Big muscles are bad for martial artists?  Tell that to Bolo Yeung.
Big muscles are bad for martial artists? Tell that to Bolo Yeung. | Source

The Myth: Big Muscles Slow you Down

The logic behind this is that larger muscles are heavier and therefore more difficult to move, essentially. Now, this may well be true if you spend all of your time doing biceps curls without developing your triceps, but with a proper full-body routine, it's entirely false. The gains in strength made by a proper lifting routine will always more than make up for any difficulty related to the increased weight of your muscles.

I can't overemphasize the importance of working corresponding muscle groups when lifting.

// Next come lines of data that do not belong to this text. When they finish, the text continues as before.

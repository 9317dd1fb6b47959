// SPDX-License-Identifier: MPL-2.0

//! Page properties carried from an object's placement and access mode
//! into the PTE encodings.

use crate::prelude::*;

bitflags! {
    /// Access flags of a mapping.
    pub struct PageFlags: u8 {
        /// Readable.
        const R = 1 << 0;
        /// Writable.
        const W = 1 << 1;
        /// Device atomics may target this mapping.
        const ATOMIC = 1 << 2;
    }
}

/// The cache class programmed into a PTE.
#[derive(Debug, Clone, Copy, PartialEq, Eq)]
#[repr(u8)]
pub enum CachePolicy {
    /// Uncacheable, strongly ordered.
    Uncacheable = 0,
    /// Write-combining writes, uncached reads.
    WriteCombining = 1,
    /// Fully cache-coherent.
    Writeback = 2,
}

/// The property of a mapped range.
#[derive(Debug, Clone, Copy, PartialEq, Eq)]
pub struct PageProperty {
    pub flags: PageFlags,
    pub cache: CachePolicy,
    /// Whether the backing pages live in device-local memory.
    pub local: bool,
}

impl PageProperty {
    pub const fn new(flags: PageFlags, cache: CachePolicy, local: bool) -> Self {
        Self {
            flags,
            cache,
            local,
        }
    }

    /// The property used for scratch mappings: readable sentinel data,
    /// never writable, never atomic-capable.
    pub const fn scratch() -> Self {
        Self {
            flags: PageFlags::R,
            cache: CachePolicy::Uncacheable,
            local: false,
        }
    }
}
// SPDX-License-Identifier: MPL-2.0

#![allow(unused)]

pub(crate) use alloc::{
    boxed::Box,
    collections::{BTreeMap, BTreeSet, VecDeque},
    sync::{Arc, Weak},
    vec,
    vec::Vec,
};
pub(crate) use core::{fmt::Debug, ops::Range};

pub(crate) use bitflags::bitflags;
pub(crate) use log::{debug, error, info, trace, warn};
pub(crate) use spin::{Mutex, MutexGuard, RwLock};

pub(crate) use crate::{
    error::{Errno, Error},
    return_errno, return_errno_with_message,
};

pub type Result<T> = core::result::Result<T, Error>;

I'll stick with biceps since they're one of the king "glamour muscles" as the example. When you punch, are you extending your arm or withdrawing it? Same question for when you're doing biceps curls. See my point? Pretty and practical aren't necessarily the same thing, and developing your core, shoulders, back, and triceps will do a lot more for your punching strength than six sets of preacher curls. I'm not saying that there's no value in the biceps, mind you, just driving home the point that a comprehensive routine is more important than appearances.

Source

Do big muscles wear you out faster?

It's also often cited that larger muscles equal reduced endurance. That's... kind of silly, but for beginners I'll go ahead and explain. Let's say you do sets of 8 reps on the bench press with 180 pounds. After a bit, you'll notice that 8 reps no longer seems difficult. Congratulations, you gained endurance. It goes back to the same principle as the "big muscles slow you down" thing, of course, and you have to lift for all of the appropriate muscle groups or you'll lose overall endurance, but again with proper lifting and a good full-body routine, no, it will not wear you out faster.

Bruce Lee was ridiculously fast, strong, and had almost superhuman endurance, and he was said to "always have a weight in his hand." That should be all I really needed to say in this article and I probably wasted your time with every prior word, but hopefully you'll stay with me for a bit. I promise, I'll mention Bruce Lee again.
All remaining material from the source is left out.